Personal information
- Full name: Héctor Pizana Pascual
- Date of birth: 7 February 1995 (age 30)
- Place of birth: Los Montesinos, Spain
- Height: 1.85 m (6 ft 1 in)
- Position(s): Goalkeeper

Youth career
- Valencia

Senior career*
- Years: Team / Apps / (Gls)
- 2013–2014: Valencia B / 0 / (0)
- 2014–2016: Albacete B / 50 / (0)
- 2015–2018: Albacete / 2 / (0)
- 2017–2018: → Guijuelo (loan) / 0 / (0)
- 2018–2019: Navalcarnero / 16 / (0)
- 2019–2020: Xerez Deportivo / 5 / (0)
- 2020–2024: Atlético Pulpileño / 109 / (0)

= Héctor Pizana =

Spanish footballer

Héctor Pizana Pascual (born 7 February 1995) is a Spanish footballer who plays as a goalkeeper.

==Club career==
Born in Los Montesinos, Alicante, Valencian Community, Pizana finished his graduation with Valencia CF. On 18 July 2014 he moved to Albacete Balompié, being assigned to the reserves in Tercera División.

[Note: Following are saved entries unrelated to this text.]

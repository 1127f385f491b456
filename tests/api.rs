//! End-to-end tests of the HTTP surface over in-memory storage.

use axum::{
    body::Body,
    http::{header, Method, Request, StatusCode},
    Router,
};
use serde_json::{json, Value};
use tower::ServiceExt;

use event_booking::{config::Config, controllers, repository::Repositories, AppState};

fn app() -> Router {
    let config = Config::from_lookup(|key| match key {
        "BCRYPT_COST" => Some("4".to_string()),
        "JWT_SECRET" => Some("integration-secret".to_string()),
        _ => None,
    })
    .unwrap();
    controllers::router(AppState::new(config, Repositories::in_memory()))
}

async fn call(
    app: &Router,
    method: Method,
    uri: &str,
    token: Option<&str>,
    body: Option<Value>,
) -> (StatusCode, Value) {
    let mut request = Request::builder().method(method).uri(uri);
    if let Some(token) = token {
        request = request.header(header::AUTHORIZATION, format!("Bearer {token}"));
    }
    let request = match body {
        Some(body) => request
            .header(header::CONTENT_TYPE, "application/json")
            .body(Body::from(body.to_string()))
            .unwrap(),
        None => request.body(Body::empty()).unwrap(),
    };

    let response = app.clone().oneshot(request).await.unwrap();
    let status = response.status();
    let bytes = axum::body::to_bytes(response.into_body(), usize::MAX).await.unwrap();
    let value = if bytes.is_empty() {
        Value::Null
    } else {
        serde_json::from_slice(&bytes).unwrap()
    };
    (status, value)
}

async fn register(app: &Router, email: &str, password: &str) -> String {
    let (status, body) = call(
        app,
        Method::POST,
        "/api/auth/register",
        None,
        Some(json!({ "email": email, "password": password })),
    )
    .await;
    assert_eq!(status, StatusCode::CREATED, "{body}");
    body["token"].as_str().unwrap().to_string()
}

async fn create_event(app: &Router, token: &str) -> String {
    let (status, venue) = call(
        app,
        Method::POST,
        "/api/venues",
        Some(token),
        Some(json!({ "name": "City Concert Hall", "address": "1 Abay Avenue" })),
    )
    .await;
    assert_eq!(status, StatusCode::CREATED, "{venue}");

    let (status, event) = call(
        app,
        Method::POST,
        "/api/events",
        Some(token),
        Some(json!({
            "title": "Exhibition opening",
            "description": "Contemporary art with the curator",
            "startAt": "2030-05-01T18:00:00Z",
            "endAt": "2030-05-01T20:00:00Z",
            "venueId": venue["id"],
            "published": true
        })),
    )
    .await;
    assert_eq!(status, StatusCode::CREATED, "{event}");
    event["id"].as_str().unwrap().to_string()
}

#[tokio::test]
async fn health_is_public() {
    let (status, body) = call(&app(), Method::GET, "/health", None, None).await;
    assert_eq!(status, StatusCode::OK);
    assert_eq!(body, json!({ "status": "ok" }));
}

#[tokio::test]
async fn booking_lifecycle_end_to_end() {
    let app = app();
    let token = register(&app, "a@x.test", "pw1").await;

    let (status, login) = call(
        &app,
        Method::POST,
        "/api/auth/login",
        None,
        Some(json!({ "email": "a@x.test", "password": "pw1" })),
    )
    .await;
    assert_eq!(status, StatusCode::OK);
    assert_eq!(login["user"]["email"], "a@x.test");
    assert!(login["user"].get("passwordHash").is_none());

    let event_id = create_event(&app, &token).await;

    let (status, booking) = call(
        &app,
        Method::POST,
        "/api/bookings",
        Some(&token),
        Some(json!({ "eventId": event_id, "seats": ["A2", "A1"] })),
    )
    .await;
    assert_eq!(status, StatusCode::CREATED, "{booking}");
    assert_eq!(booking["status"], "active");
    assert_eq!(booking["totalPrice"], 2 * 2500);
    assert_eq!(booking["currency"], "KZT");
    assert_eq!(booking["seats"], json!(["A1", "A2"]));
    let booking_id = booking["id"].as_str().unwrap().to_string();

    let (status, occupied) = call(
        &app,
        Method::GET,
        &format!("/api/events/{event_id}/occupied-seats"),
        None,
        None,
    )
    .await;
    assert_eq!(status, StatusCode::OK);
    assert_eq!(occupied["items"], json!(["A1", "A2"]));

    let cancel_uri = format!("/api/bookings/{booking_id}");
    let (status, _) = call(&app, Method::DELETE, &cancel_uri, Some(&token), None).await;
    assert_eq!(status, StatusCode::NO_CONTENT);

    let (status, listed) = call(&app, Method::GET, "/api/bookings", Some(&token), None).await;
    assert_eq!(status, StatusCode::OK);
    assert_eq!(listed["items"][0]["status"], "canceled");
    assert_eq!(listed["items"][0]["seats"], json!(["A1", "A2"]));

    let (status, body) = call(&app, Method::DELETE, &cancel_uri, Some(&token), None).await;
    assert_eq!(status, StatusCode::NOT_FOUND);
    assert_eq!(body, json!({ "error": "not found" }));

    let (_, occupied) = call(
        &app,
        Method::GET,
        &format!("/api/events/{event_id}/occupied-seats"),
        None,
        None,
    )
    .await;
    assert_eq!(occupied["items"], json!([]));
}

#[tokio::test]
async fn overlapping_booking_is_a_conflict() {
    let app = app();
    let alice = register(&app, "alice@x.test", "pw").await;
    let bob = register(&app, "bob@x.test", "pw").await;
    let event_id = create_event(&app, &alice).await;

    let (status, _) = call(
        &app,
        Method::POST,
        "/api/bookings",
        Some(&alice),
        Some(json!({ "eventId": event_id, "seats": ["C3", "C4"] })),
    )
    .await;
    assert_eq!(status, StatusCode::CREATED);

    let (status, body) = call(
        &app,
        Method::POST,
        "/api/bookings",
        Some(&bob),
        Some(json!({ "eventId": event_id, "seats": ["C4", "C5"] })),
    )
    .await;
    assert_eq!(status, StatusCode::CONFLICT);
    assert_eq!(body, json!({ "error": "conflict" }));

    let (_, bobs) = call(&app, Method::GET, "/api/bookings", Some(&bob), None).await;
    assert_eq!(bobs["items"], json!([]));
}

#[tokio::test]
async fn booking_requests_are_validated() {
    let app = app();
    let token = register(&app, "v@x.test", "pw").await;
    let event_id = create_event(&app, &token).await;

    let (status, _) = call(
        &app,
        Method::POST,
        "/api/bookings",
        Some(&token),
        Some(json!({ "eventId": event_id, "seats": [] })),
    )
    .await;
    assert_eq!(status, StatusCode::CONFLICT);

    let (status, _) = call(
        &app,
        Method::POST,
        "/api/bookings",
        Some(&token),
        Some(json!({ "eventId": "00000000-0000-4000-8000-000000000000", "seats": ["A1"] })),
    )
    .await;
    assert_eq!(status, StatusCode::NOT_FOUND);

    let (status, body) = call(
        &app,
        Method::POST,
        "/api/bookings",
        Some(&token),
        Some(json!({ "eventId": "not-a-uuid", "seats": ["A1"] })),
    )
    .await;
    assert_eq!(status, StatusCode::BAD_REQUEST);
    assert_eq!(body, json!({ "error": "invalid payload" }));

    let (status, body) = call(&app, Method::DELETE, "/api/bookings/42", Some(&token), None).await;
    assert_eq!(status, StatusCode::BAD_REQUEST);
    assert_eq!(body, json!({ "error": "invalid id" }));
}

#[tokio::test]
async fn protected_routes_require_a_valid_token() {
    let app = app();

    let (status, _) = call(&app, Method::GET, "/api/bookings", None, None).await;
    assert_eq!(status, StatusCode::UNAUTHORIZED);

    let (status, _) = call(&app, Method::GET, "/api/profile", Some("garbage"), None).await;
    assert_eq!(status, StatusCode::UNAUTHORIZED);

    let (status, _) = call(
        &app,
        Method::POST,
        "/api/venues",
        None,
        Some(json!({ "name": "Hall", "address": "Street" })),
    )
    .await;
    assert_eq!(status, StatusCode::UNAUTHORIZED);

    let token = register(&app, "p@x.test", "pw").await;
    let request = Request::builder()
        .uri("/api/profile")
        .header("X-Auth-Token", token.as_str())
        .body(Body::empty())
        .unwrap();
    let response = app.clone().oneshot(request).await.unwrap();
    assert_eq!(response.status(), StatusCode::OK);
}

#[tokio::test]
async fn login_failures_are_indistinguishable() {
    let app = app();
    register(&app, "known@x.test", "right").await;

    let unknown = call(
        &app,
        Method::POST,
        "/api/auth/login",
        None,
        Some(json!({ "email": "unknown@x.test", "password": "right" })),
    )
    .await;
    let wrong = call(
        &app,
        Method::POST,
        "/api/auth/login",
        None,
        Some(json!({ "email": "known@x.test", "password": "wrong" })),
    )
    .await;

    assert_eq!(unknown.0, StatusCode::UNAUTHORIZED);
    assert_eq!(unknown, wrong);
}

#[tokio::test]
async fn duplicate_registration_conflicts() {
    let app = app();
    register(&app, "dup@x.test", "pw").await;
    let (status, _) = call(
        &app,
        Method::POST,
        "/api/auth/register",
        None,
        Some(json!({ "email": " DUP@x.test ", "password": "pw" })),
    )
    .await;
    assert_eq!(status, StatusCode::CONFLICT);
}

#[tokio::test]
async fn event_writes_check_the_venue_and_window() {
    let app = app();
    let token = register(&app, "e@x.test", "pw").await;

    let payload = |venue: &str, start: &str, end: &str| {
        json!({
            "title": "Gala",
            "description": "Annual gala",
            "startAt": start,
            "endAt": end,
            "venueId": venue,
            "published": false
        })
    };

    let (status, body) = call(
        &app,
        Method::POST,
        "/api/events",
        Some(&token),
        Some(payload(
            "00000000-0000-4000-8000-000000000000",
            "2030-01-01T10:00:00Z",
            "2030-01-01T12:00:00Z",
        )),
    )
    .await;
    assert_eq!(status, StatusCode::BAD_REQUEST);
    assert_eq!(body, json!({ "error": "invalid" }));

    let event_id = create_event(&app, &token).await;
    let (_, event) = call(&app, Method::GET, &format!("/api/events/{event_id}"), None, None).await;
    let venue_id = event["venueId"].as_str().unwrap().to_string();

    let (status, _) = call(
        &app,
        Method::PUT,
        &format!("/api/events/{event_id}"),
        Some(&token),
        Some(payload(&venue_id, "2030-01-01T12:00:00Z", "2030-01-01T10:00:00Z")),
    )
    .await;
    assert_eq!(status, StatusCode::BAD_REQUEST);

    let (status, updated) = call(
        &app,
        Method::PUT,
        &format!("/api/events/{event_id}"),
        Some(&token),
        Some(payload(&venue_id, "2030-01-01T10:00:00Z", "2030-01-01T12:00:00Z")),
    )
    .await;
    assert_eq!(status, StatusCode::OK);
    assert_eq!(updated["title"], "Gala");

    let event_uri = format!("/api/events/{event_id}");
    let (status, _) = call(&app, Method::DELETE, &event_uri, Some(&token), None).await;
    assert_eq!(status, StatusCode::NO_CONTENT);
    let (status, _) = call(&app, Method::GET, &event_uri, None, None).await;
    assert_eq!(status, StatusCode::NOT_FOUND);
}

#[tokio::test]
async fn catalog_reads_are_public() {
    let app = app();

    let (status, categories) = call(&app, Method::GET, "/api/categories", None, None).await;
    assert_eq!(status, StatusCode::OK);
    let names: Vec<&str> = categories["items"]
        .as_array()
        .unwrap()
        .iter()
        .map(|c| c["name"].as_str().unwrap())
        .collect();
    assert_eq!(names, vec!["Concerts", "Exhibitions", "Sports", "Theatre"]);

    let first_id = categories["items"][0]["id"].as_str().unwrap();
    let category_uri = format!("/api/categories/{first_id}");
    let (status, category) = call(&app, Method::GET, &category_uri, None, None).await;
    assert_eq!(status, StatusCode::OK);
    assert_eq!(category["name"], "Concerts");

    let (status, venues) = call(&app, Method::GET, "/api/venues", None, None).await;
    assert_eq!(status, StatusCode::OK);
    assert_eq!(venues["items"], json!([]));

    let (status, _) = call(
        &app,
        Method::GET,
        "/api/venues/00000000-0000-4000-8000-000000000000",
        None,
        None,
    )
    .await;
    assert_eq!(status, StatusCode::NOT_FOUND);
}

#[tokio::test]
async fn blank_venue_fields_are_rejected() {
    let app = app();
    let token = register(&app, "b@x.test", "pw").await;
    let (status, body) = call(
        &app,
        Method::POST,
        "/api/venues",
        Some(&token),
        Some(json!({ "name": "   ", "address": "Street" })),
    )
    .await;
    assert_eq!(status, StatusCode::BAD_REQUEST);
    assert_eq!(body, json!({ "error": "invalid payload" }));
}

#[tokio::test]
async fn referenced_venue_and_booked_event_cannot_be_deleted() {
    let app = app();
    let token = register(&app, "r@x.test", "pw").await;
    let event_id = create_event(&app, &token).await;
    let event_uri = format!("/api/events/{event_id}");
    let (_, event) = call(&app, Method::GET, &event_uri, None, None).await;
    let venue_uri = format!("/api/venues/{}", event["venueId"].as_str().unwrap());

    let (status, _) = call(
        &app,
        Method::POST,
        "/api/bookings",
        Some(&token),
        Some(json!({ "eventId": event_id, "seats": ["A1"] })),
    )
    .await;
    assert_eq!(status, StatusCode::CREATED);

    let (status, body) = call(&app, Method::DELETE, &venue_uri, Some(&token), None).await;
    assert_eq!(status, StatusCode::BAD_REQUEST);
    assert_eq!(body, json!({ "error": "invalid" }));

    let (status, _) = call(&app, Method::DELETE, &event_uri, Some(&token), None).await;
    assert_eq!(status, StatusCode::BAD_REQUEST);

    let (status, _) = call(&app, Method::GET, &event_uri, None, None).await;
    assert_eq!(status, StatusCode::OK);
    let (_, occupied) = call(
        &app,
        Method::GET,
        &format!("{event_uri}/occupied-seats"),
        None,
        None,
    )
    .await;
    assert_eq!(occupied["items"], json!(["A1"]));
}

On 19 August 2015 Pizana signed a new three-year deal with Alba. On 9 September he made his first team debut, starting in a 1–2 away loss against UE Llagostera, for the season's Copa del Rey.

On 19 September 2015 Pizana made his Segunda División debut, starting and being sent off after committing a penalty in a 1–1 away draw against CD Mirandés. Ahead of the 2016–17 season, he was definitely promoted to the first team in Segunda División B.

On 4 August 2017, Pizana was loaned to CD Guijuelo in the third division, for one year. In October, he suffered a serious knee injury which kept him out for the remainder of the season, and terminated his contract with Alba on 27 July 2018.

On 29 July 2018, Pizana signed for CDA Navalcarnero in the third tier.